Input data: Begin

use thiserror::Error;

#[derive(Error, Debug)]
pub enum GenError {
    #[error("Invalid parameter '{parameter}': {reason}")]
    InvalidParameter {
        parameter: &'static str,
        reason:    String,
    },

    #[error("I/O error: {0}")]
    Io(#[from] std::io::Error),

    #[error("Serialization error: {0}")]
    Serialization(#[from] serde_json::Error),

    #[error("Cannot build {name} distribution: {reason}")]
    Distribution { name: &'static str, reason: String },

    #[error(transparent)]
    Other(#[from] anyhow::Error),
}

impl GenError {
    pub(crate) fn invalid(parameter: &'static str, reason: impl Into<String>) -> Self {
        Self::InvalidParameter {
            parameter,
            reason: reason.into(),
        }
    }

    pub(crate) fn distribution(name: &'static str, err: impl std::fmt::Display) -> Self {
        Self::Distribution {
            name,
            reason: err.to_string(),
        }
    }
}

pub type GenResult<T> = Result<T, GenError>;
//! Run configuration.
//!
//! `ConfigParams` is the raw, unchecked parameter set (JSON file, CLI
//! flags or prompts). `SimulationConfig::new` is the only way to obtain
//! a config the engine accepts, and it rejects bad input before any
//! sampling happens.

use crate::error::{GenError, GenResult};
use serde::{Deserialize, Serialize};
use std::str::FromStr;

/// Largest accepted horizon, seconds. Below this a 0.05 s duration is
/// still representable on top of any start instant, and whole-second cut
/// points stay exact.
pub const MAX_HORIZON: f64 = 1e12;

/// Largest accepted sinusoidal session target.
pub const MAX_SESSION_COUNT: usize = 50_000_000;

/// How session start instants are produced.
#[derive(Debug, Clone, Copy, Serialize, Deserialize, PartialEq, Eq)]
#[serde(rename_all = "snake_case")]
pub enum ArrivalDiscipline {
    /// One global non-homogeneous Poisson process with a sinusoidal rate.
    Sinusoidal,
    /// Baseline session per user plus homogeneous Poisson extras per interval.
    PerInterval,
}

/// How session lengths are drawn.
#[derive(Debug, Clone, Copy, Serialize, Deserialize, PartialEq, Eq)]
#[serde(rename_all = "snake_case")]
pub enum DurationPolicy {
    /// Log-normal, fractional seconds.
    LogNormal,
    /// Uniform integer in [1, 10); start instants become whole seconds.
    Discrete,
}

#[derive(Debug, Clone, Copy, Serialize, Deserialize, PartialEq, Eq)]
#[serde(rename_all = "snake_case")]
pub enum PopularityPolicy {
    /// rank^-a weights normalised into a pmf. Canonical.
    Normalized,
    /// Unbounded Zeta variate reduced modulo the content count.
    /// Skews mass toward low ids; kept for comparison runs only.
    LegacyModulo,
}

/// Where a user's guaranteed baseline session may start.
#[derive(Debug, Clone, Copy, Serialize, Deserialize, PartialEq, Eq)]
#[serde(rename_all = "snake_case")]
pub enum BaselinePlacement {
    /// Anywhere in [0, horizon).
    Horizon,
    /// Inside interval `user_id mod interval_count`.
    DesignatedInterval,
}

#[derive(Debug, Clone, Copy, Serialize, Deserialize, PartialEq, Eq)]
#[serde(rename_all = "snake_case")]
pub enum OutputFormat {
    /// Fixed-width ` ID     AS       FS` table.
    Table,
    /// JSON document with partition, rates and sessions.
    Document,
}

impl OutputFormat {
    pub fn default_file_name(&self) -> &'static str {
        match self {
            Self::Table    => "dados_videos.txt",
            Self::Document => "dados_videos.json",
        }
    }
}

macro_rules! selector_from_str {
    ($ty:ty, $param:literal, { $($text:literal => $variant:expr),+ $(,)? }) => {
        impl FromStr for $ty {
            type Err = GenError;

            fn from_str(s: &str) -> GenResult<Self> {
                match s.to_ascii_lowercase().as_str() {
                    $($text => Ok($variant),)+
                    other => Err(GenError::invalid($param, format!("unknown selector '{other}'"))),
                }
            }
        }
    };
}

selector_from_str!(ArrivalDiscipline, "arrival", {
    "sinusoidal"   => ArrivalDiscipline::Sinusoidal,
    "interval"     => ArrivalDiscipline::PerInterval,
    "per_interval" => ArrivalDiscipline::PerInterval,
});

selector_from_str!(DurationPolicy, "duration", {
    "lognormal"  => DurationPolicy::LogNormal,
    "log_normal" => DurationPolicy::LogNormal,
    "discrete"   => DurationPolicy::Discrete,
});

selector_from_str!(PopularityPolicy, "popularity", {
    "normalized"    => PopularityPolicy::Normalized,
    "legacy"        => PopularityPolicy::LegacyModulo,
    "legacy_modulo" => PopularityPolicy::LegacyModulo,
});

selector_from_str!(BaselinePlacement, "baseline", {
    "horizon"             => BaselinePlacement::Horizon,
    "designated_interval" => BaselinePlacement::DesignatedInterval,
});

selector_from_str!(OutputFormat, "format", {
    "table"    => OutputFormat::Table,
    "document" => OutputFormat::Document,
    "json"     => OutputFormat::Document,
});

/// Raw parameters as supplied by the user. Nothing here is trusted.
#[derive(Debug, Clone, Serialize, Deserialize, PartialEq)]
#[serde(default)]
pub struct ConfigParams {
    pub seed:              u64,
    /// Simulated time span, seconds.
    pub horizon:           f64,
    pub content_count:     u32,
    pub user_count:        u32,
    pub zipf_exponent:     f64,
    /// Target arrivals for the sinusoidal discipline.
    pub session_count:     usize,
    pub base_rate:         f64,
    /// Relative swing of the sinusoidal rate, [0, 1].
    pub amplitude:         f64,
    /// Sinusoidal rate period, seconds.
    pub period:            f64,
    pub interval_rate_min: f64,
    pub interval_rate_max: f64,
    pub arrival:           ArrivalDiscipline,
    pub duration:          DurationPolicy,
    pub popularity:        PopularityPolicy,
    pub baseline:          BaselinePlacement,
    pub output:            OutputFormat,
}

impl Default for ConfigParams {
    fn default() -> Self {
        Self {
            seed:              42,
            horizon:           100.0,
            content_count:     1000,
            user_count:        100,
            zipf_exponent:     1.2,
            session_count:     100,
            base_rate:         1.0,
            amplitude:         0.5,
            period:            24.0,
            interval_rate_min: 0.5,
            interval_rate_max: 5.0,
            arrival:           ArrivalDiscipline::PerInterval,
            duration:          DurationPolicy::LogNormal,
            popularity:        PopularityPolicy::Normalized,
            baseline:          BaselinePlacement::Horizon,
            output:            OutputFormat::Document,
        }
    }
}

impl ConfigParams {
    /// Load parameters from a JSON file. Missing keys take their defaults.
    pub fn load(path: &str) -> GenResult<Self> {
        let content = std::fs::read_to_string(path)
            .map_err(|e| anyhow::anyhow!("Cannot read {path}: {e}"))?;
        let params: Self = serde_json::from_str(&content)?;
        Ok(params)
    }
}

/// A validated, immutable run configuration.
#[derive(Debug, Clone, PartialEq)]
pub struct SimulationConfig {
    params: ConfigParams,
}

impl SimulationConfig {
    /// Validate `params`. Every range and positivity check lives here.
    pub fn new(params: ConfigParams) -> GenResult<Self> {
        require_positive("horizon", params.horizon)?;
        if params.horizon > MAX_HORIZON {
            return Err(GenError::invalid(
                "horizon",
                format!("must be <= {MAX_HORIZON:e}, got {}", params.horizon),
            ));
        }
        if params.content_count == 0 {
            return Err(GenError::invalid("content_count", "must be at least 1"));
        }
        if params.user_count == 0 {
            return Err(GenError::invalid("user_count", "must be at least 1"));
        }
        require_positive("zipf_exponent", params.zipf_exponent)?;
        if params.popularity == PopularityPolicy::LegacyModulo && params.zipf_exponent <= 1.0 {
            return Err(GenError::invalid(
                "zipf_exponent",
                format!(
                    "legacy modulo popularity needs an exponent > 1, got {}",
                    params.zipf_exponent
                ),
            ));
        }
        if params.session_count == 0 || params.session_count > MAX_SESSION_COUNT {
            return Err(GenError::invalid(
                "session_count",
                format!(
                    "must lie in [1, {MAX_SESSION_COUNT}], got {}",
                    params.session_count
                ),
            ));
        }
        require_positive("base_rate", params.base_rate)?;
        if !(0.0..=1.0).contains(&params.amplitude) {
            return Err(GenError::invalid(
                "amplitude",
                format!("must lie in [0, 1], got {}", params.amplitude),
            ));
        }
        require_positive("period", params.period)?;
        require_positive("interval_rate_min", params.interval_rate_min)?;
        require_positive("interval_rate_max", params.interval_rate_max)?;
        if params.interval_rate_max < params.interval_rate_min {
            return Err(GenError::invalid(
                "interval_rate_max",
                format!(
                    "must be >= interval_rate_min ({}), got {}",
                    params.interval_rate_min, params.interval_rate_max
                ),
            ));
        }
        Ok(Self { params })
    }

    pub fn params(&self) -> &ConfigParams {
        &self.params
    }

    pub fn seed(&self) -> u64 {
        self.params.seed
    }

    pub fn horizon(&self) -> f64 {
        self.params.horizon
    }

    /// Small fixed config for tests: horizon 100, 5 contents, 10 users.
    pub fn default_test() -> Self {
        let params = ConfigParams {
            seed:          7,
            horizon:       100.0,
            content_count: 5,
            user_count:    10,
            zipf_exponent: 1.2,
            ..ConfigParams::default()
        };
        Self { params }
    }
}

fn require_positive(parameter: &'static str, value: f64) -> GenResult<()> {
    if value.is_finite() && value > 0.0 {
        Ok(())
    } else {
        Err(GenError::invalid(
            parameter,
            format!("must be a finite value > 0, got {value}"),
        ))
    }
}
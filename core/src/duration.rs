//! Session length sampling.

use crate::{
    config::DurationPolicy,
    error::{GenError, GenResult},
    rng::SimRng,
    types::SimTime,
};
use rand_distr::LogNormal;

/// Median session length for the continuous policy, seconds.
pub const LOGNORMAL_MEDIAN: f64 = 0.1;
pub const LOGNORMAL_SIGMA: f64 = 0.05;

/// Discrete lengths are drawn from [DISCRETE_MIN, DISCRETE_MAX).
pub const DISCRETE_MIN: u64 = 1;
pub const DISCRETE_MAX: u64 = 10;

/// A pluggable session-length policy. Every draw is strictly positive.
pub trait DurationSampler {
    fn name(&self) -> &'static str;

    /// True when this policy works in whole seconds; start instants are
    /// then floored to match.
    fn integral(&self) -> bool;

    fn sample(&self, rng: &mut SimRng) -> SimTime;
}

pub struct LogNormalDuration {
    dist: LogNormal<f64>,
}

impl LogNormalDuration {
    pub fn new() -> GenResult<Self> {
        let dist = LogNormal::new(LOGNORMAL_MEDIAN.ln(), LOGNORMAL_SIGMA)
            .map_err(|e| GenError::distribution("log-normal", e))?;
        Ok(Self { dist })
    }
}

impl DurationSampler for LogNormalDuration {
    fn name(&self) -> &'static str { "lognormal" }

    fn integral(&self) -> bool { false }

    fn sample(&self, rng: &mut SimRng) -> SimTime {
        rng.sample(&self.dist)
    }
}

pub struct DiscreteDuration;

impl DurationSampler for DiscreteDuration {
    fn name(&self) -> &'static str { "discrete" }

    fn integral(&self) -> bool { true }

    fn sample(&self, rng: &mut SimRng) -> SimTime {
        (DISCRETE_MIN + rng.next_u64_below(DISCRETE_MAX - DISCRETE_MIN)) as SimTime
    }
}

pub fn sampler_for(policy: DurationPolicy) -> GenResult<Box<dyn DurationSampler>> {
    Ok(match policy {
        DurationPolicy::LogNormal => Box::new(LogNormalDuration::new()?),
        DurationPolicy::Discrete  => Box::new(DiscreteDuration),
    })
}
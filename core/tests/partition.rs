//! Interval partitioner tests.

use vod_workload_core::{
    interval::{partition, partition_into, Partition},
    rng::SimRng,
};

fn assert_covers(p: &Partition, horizon: f64) {
    let b = p.boundaries();
    assert_eq!(b[0], 0.0, "partition must start at 0");
    assert_eq!(*b.last().unwrap(), horizon, "partition must end at the horizon");
    for w in b.windows(2) {
        assert!(w[0] < w[1], "boundaries not strictly ascending: {b:?}");
    }
    let spans: Vec<_> = p.spans().collect();
    for pair in spans.windows(2) {
        assert_eq!(pair[0].1, pair[1].0, "spans not contiguous: {spans:?}");
    }
}

#[test]
fn partitions_cover_horizon_exactly_across_seeds() {
    for seed in 0..200 {
        let mut rng = SimRng::from_seed(seed);
        let p = partition(100.0, &mut rng);
        assert!(
            (2..10).contains(&p.interval_count()),
            "seed {seed}: {} intervals, expected [2, 10)",
            p.interval_count()
        );
        assert_covers(&p, 100.0);
    }
}

#[test]
fn interior_cuts_are_whole_seconds() {
    let mut rng = SimRng::from_seed(3);
    let p = partition(57.5, &mut rng);
    assert_covers(&p, 57.5);
    for &b in &p.boundaries()[1..p.interval_count()] {
        assert_eq!(b.fract(), 0.0, "cut {b} is not a whole second");
        assert!(b >= 1.0 && b < 57.5);
    }
}

#[test]
fn short_horizon_small_counts() {
    // T = 3 admits k in [2, min(10, 4)) = {2, 3}.
    for seed in 0..50 {
        let mut rng = SimRng::from_seed(seed);
        let p = partition(3.0, &mut rng);
        assert!(p.interval_count() == 2 || p.interval_count() == 3, "got {} intervals", p.interval_count());
        assert_covers(&p, 3.0);
    }
}

#[test]
fn minimum_horizon_falls_back_to_single_interval() {
    let mut rng = SimRng::from_seed(42);
    let p = partition(1.0, &mut rng);
    assert_eq!(p, Partition::single(1.0));
    assert_eq!(p.boundaries(), &[0.0, 1.0]);
}

#[test]
fn fractional_horizon_below_two_falls_back() {
    let mut rng = SimRng::from_seed(42);
    let p = partition(0.25, &mut rng);
    assert_eq!(p.boundaries(), &[0.0, 0.25]);
}

#[test]
fn too_many_cuts_requested_falls_back() {
    // Horizon 5 has four interior candidates; nine intervals need eight.
    let mut rng = SimRng::from_seed(1);
    let p = partition_into(5.0, 9, &mut rng);
    assert_eq!(p, Partition::single(5.0));
}

#[test]
fn fallback_consumes_no_randomness() {
    let mut a = SimRng::from_seed(11);
    let mut b = SimRng::from_seed(11);
    let _ = partition(1.0, &mut a);
    assert_eq!(a.next_f64(), b.next_f64());
}

#[test]
fn exact_fit_uses_every_candidate() {
    let mut rng = SimRng::from_seed(5);
    let p = partition_into(5.0, 5, &mut rng);
    assert_eq!(p.boundaries(), &[0.0, 1.0, 2.0, 3.0, 4.0, 5.0]);
}
use std::collections::BTreeMap;
use std::path::Path;

use serde::{Deserialize, Serialize};
use tracing::info;

use super::error::{SimError, SimResult};

const BUILTIN_TAX_CONFIG: &str = include_str!("../../data/tax_config_2025.json");

#[derive(Debug, Clone, Copy, PartialEq, Serialize, Deserialize)]
#[serde(deny_unknown_fields)]
pub struct BracketConfig {
    /// Upper bound of the bracket; `None` marks the open top bracket.
    pub threshold: Option<f64>,
    pub rate: f64,
}

#[derive(Debug, Clone, PartialEq, Serialize, Deserialize)]
#[serde(deny_unknown_fields)]
pub struct JurisdictionConfig {
    pub brackets: Vec<BracketConfig>,
    pub bpa_amount: f64,
    pub bpa_rate: f64,
    pub pension_credit_amount: f64,
    pub pension_credit_rate: f64,
    pub age_amount: f64,
    pub age_amount_phaseout_start: f64,
    pub age_amount_phaseout_rate: f64,
    #[serde(default, skip_serializing_if = "Option::is_none")]
    pub dividend_grossup_eligible: Option<f64>,
    #[serde(default, skip_serializing_if = "Option::is_none")]
    pub dividend_grossup_noneligible: Option<f64>,
    pub dividend_credit_rate_eligible: f64,
    pub dividend_credit_rate_noneligible: f64,
    #[serde(default, skip_serializing_if = "Option::is_none")]
    pub oas_clawback_threshold: Option<f64>,
    #[serde(default, skip_serializing_if = "Option::is_none")]
    pub oas_clawback_rate: Option<f64>,
}

#[derive(Debug, Clone, Copy, PartialEq, Serialize, Deserialize)]
#[serde(deny_unknown_fields)]
pub struct GisParams {
    pub threshold_single: f64,
    pub threshold_couple: f64,
    pub max_benefit_single: f64,
    pub max_benefit_couple: f64,
    pub clawback_rate: f64,
    pub employment_exemption_1: f64,
}

impl GisParams {
    fn indexed(&self, factor: f64) -> Self {
        Self {
            threshold_single: self.threshold_single * factor,
            threshold_couple: self.threshold_couple * factor,
            max_benefit_single: self.max_benefit_single * factor,
            max_benefit_couple: self.max_benefit_couple * factor,
            clawback_rate: self.clawback_rate,
            employment_exemption_1: self.employment_exemption_1,
        }
    }
}

/// Tax tables as loaded from JSON. Immutable once loaded; per-year copies
/// come from [`TaxTables::indexed`].
#[derive(Debug, Clone, PartialEq, Serialize, Deserialize)]
#[serde(deny_unknown_fields)]
pub struct TaxConfig {
    pub federal: JurisdictionConfig,
    pub provinces: BTreeMap<String, JurisdictionConfig>,
    pub gis: GisParams,
}

#[derive(Debug, Clone, Copy, PartialEq)]
pub struct Bracket {
    pub upper: Option<f64>,
    pub rate: f64,
}

#[derive(Debug, Clone, Copy, PartialEq)]
pub struct OasClawback {
    pub threshold: f64,
    pub rate: f64,
}

#[derive(Debug, Clone, PartialEq)]
pub struct TaxParams {
    pub brackets: Vec<Bracket>,
    pub bpa_amount: f64,
    pub bpa_rate: f64,
    pub pension_credit_amount: f64,
    pub pension_credit_rate: f64,
    pub age_amount: f64,
    pub age_phaseout_start: f64,
    pub age_phaseout_rate: f64,
    pub grossup_eligible: f64,
    pub grossup_non_eligible: f64,
    pub dividend_credit_eligible: f64,
    pub dividend_credit_non_eligible: f64,
    pub oas_clawback: Option<OasClawback>,
}

impl TaxParams {
    pub fn indexed(&self, factor: f64) -> Self {
        Self {
            brackets: self
                .brackets
                .iter()
                .map(|b| Bracket {
                    upper: b.upper.map(|u| u * factor),
                    rate: b.rate,
                })
                .collect(),
            bpa_amount: self.bpa_amount * factor,
            bpa_rate: self.bpa_rate,
            pension_credit_amount: self.pension_credit_amount * factor,
            pension_credit_rate: self.pension_credit_rate,
            age_amount: self.age_amount * factor,
            age_phaseout_start: self.age_phaseout_start * factor,
            age_phaseout_rate: self.age_phaseout_rate,
            grossup_eligible: self.grossup_eligible,
            grossup_non_eligible: self.grossup_non_eligible,
            dividend_credit_eligible: self.dividend_credit_eligible,
            dividend_credit_non_eligible: self.dividend_credit_non_eligible,
            oas_clawback: self.oas_clawback.map(|c| OasClawback {
                threshold: c.threshold * factor,
                rate: c.rate,
            }),
        }
    }
}

#[derive(Debug, Clone, PartialEq)]
pub struct TaxTables {
    pub federal: TaxParams,
    pub provincial: TaxParams,
    pub gis: GisParams,
}

impl TaxTables {
    pub fn indexed(&self, years: u32, inflation: f64) -> Self {
        let factor = index_factor(years, inflation);
        Self {
            federal: self.federal.indexed(factor),
            provincial: self.provincial.indexed(factor),
            gis: self.gis.indexed(factor),
        }
    }
}

pub fn index_factor(years: u32, inflation: f64) -> f64 {
    (1.0 + inflation).powi(years as i32)
}

impl TaxConfig {
    pub fn builtin() -> SimResult<Self> {
        Self::from_json_str(BUILTIN_TAX_CONFIG)
    }

    pub fn from_json_str(json: &str) -> SimResult<Self> {
        let config: TaxConfig = serde_json::from_str(json)?;
        config.check_sections()?;
        Ok(config)
    }

    pub fn from_path(path: impl AsRef<Path>) -> SimResult<Self> {
        let path = path.as_ref();
        let raw = std::fs::read_to_string(path)
            .map_err(|e| SimError::ConfigMissing(format!("{}: {e}", path.display())))?;
        let config = Self::from_json_str(&raw)?;
        info!(
            path = %path.display(),
            provinces = config.provinces.len(),
            "loaded tax configuration"
        );
        Ok(config)
    }

    pub fn supports(&self, province: &str) -> bool {
        self.provinces.contains_key(&province.to_ascii_uppercase())
    }

    /// Base-year tables for `province`. Provinces reuse the federal gross-up.
    pub fn tables_for(&self, province: &str) -> SimResult<TaxTables> {
        let code = province.to_ascii_uppercase();
        let provincial = self
            .provinces
            .get(&code)
            .ok_or_else(|| SimError::UnsupportedProvince(province.to_string()))?;

        let grossup_eligible = required(
            self.federal.dividend_grossup_eligible,
            "federal.dividend_grossup_eligible",
        )?;
        let grossup_non_eligible = required(
            self.federal.dividend_grossup_noneligible,
            "federal.dividend_grossup_noneligible",
        )?;
        let clawback = OasClawback {
            threshold: required(
                self.federal.oas_clawback_threshold,
                "federal.oas_clawback_threshold",
            )?,
            rate: required(self.federal.oas_clawback_rate, "federal.oas_clawback_rate")?,
        };

        Ok(TaxTables {
            federal: resolve(&self.federal, grossup_eligible, grossup_non_eligible, Some(clawback)),
            provincial: resolve(provincial, grossup_eligible, grossup_non_eligible, None),
            gis: self.gis,
        })
    }

    /// Structural checks for tables built outside [`TaxConfig::from_json_str`].
    pub fn check_sections(&self) -> SimResult<()> {
        check_brackets("federal", &self.federal.brackets)?;
        for (code, params) in &self.provinces {
            check_brackets(&format!("provinces.{code}"), &params.brackets)?;
        }
        if self.provinces.is_empty() {
            return Err(SimError::ConfigMissing("provinces section is empty".to_string()));
        }
        Ok(())
    }
}

fn required(value: Option<f64>, key: &str) -> SimResult<f64> {
    value.ok_or_else(|| SimError::ConfigMissing(format!("missing {key}")))
}

fn resolve(
    raw: &JurisdictionConfig,
    grossup_eligible: f64,
    grossup_non_eligible: f64,
    oas_clawback: Option<OasClawback>,
) -> TaxParams {
    TaxParams {
        brackets: raw
            .brackets
            .iter()
            .map(|b| Bracket {
                upper: b.threshold,
                rate: b.rate,
            })
            .collect(),
        bpa_amount: raw.bpa_amount,
        bpa_rate: raw.bpa_rate,
        pension_credit_amount: raw.pension_credit_amount,
        pension_credit_rate: raw.pension_credit_rate,
        age_amount: raw.age_amount,
        age_phaseout_start: raw.age_amount_phaseout_start,
        age_phaseout_rate: raw.age_amount_phaseout_rate,
        grossup_eligible,
        grossup_non_eligible,
        dividend_credit_eligible: raw.dividend_credit_rate_eligible,
        dividend_credit_non_eligible: raw.dividend_credit_rate_noneligible,
        oas_clawback,
    }
}

fn check_brackets(section: &str, brackets: &[BracketConfig]) -> SimResult<()> {
    let Some((last, rest)) = brackets.split_last() else {
        return Err(SimError::ConfigMissing(format!("{section}.brackets is empty")));
    };
    if last.threshold.is_some() {
        return Err(SimError::ConfigMissing(format!(
            "{section}.brackets must end with a null threshold"
        )));
    }
    let mut prev = 0.0;
    for bracket in rest {
        let Some(threshold) = bracket.threshold else {
            return Err(SimError::ConfigMissing(format!(
                "{section}.brackets has a null threshold before the top bracket"
            )));
        };
        if threshold <= prev {
            return Err(SimError::ConfigMissing(format!(
                "{section}.brackets thresholds must be increasing"
            )));
        }
        prev = threshold;
    }
    Ok(())
}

Input data: End

_Exercise_. Taking the entries above, write out exactly each line from the one holding "pub enum PopularityPolicy" to the one holding "session may start.", both included, and stop there.

_Answer_.
pub enum PopularityPolicy {
    /// rank^-a weights normalised into a pmf. Canonical.
    Normalized,
    /// Unbounded Zeta variate reduced modulo the content count.
    /// Skews mass toward low ids; kept for comparison runs only.
    LegacyModulo,
}

/// Where a user's guaranteed baseline session may start.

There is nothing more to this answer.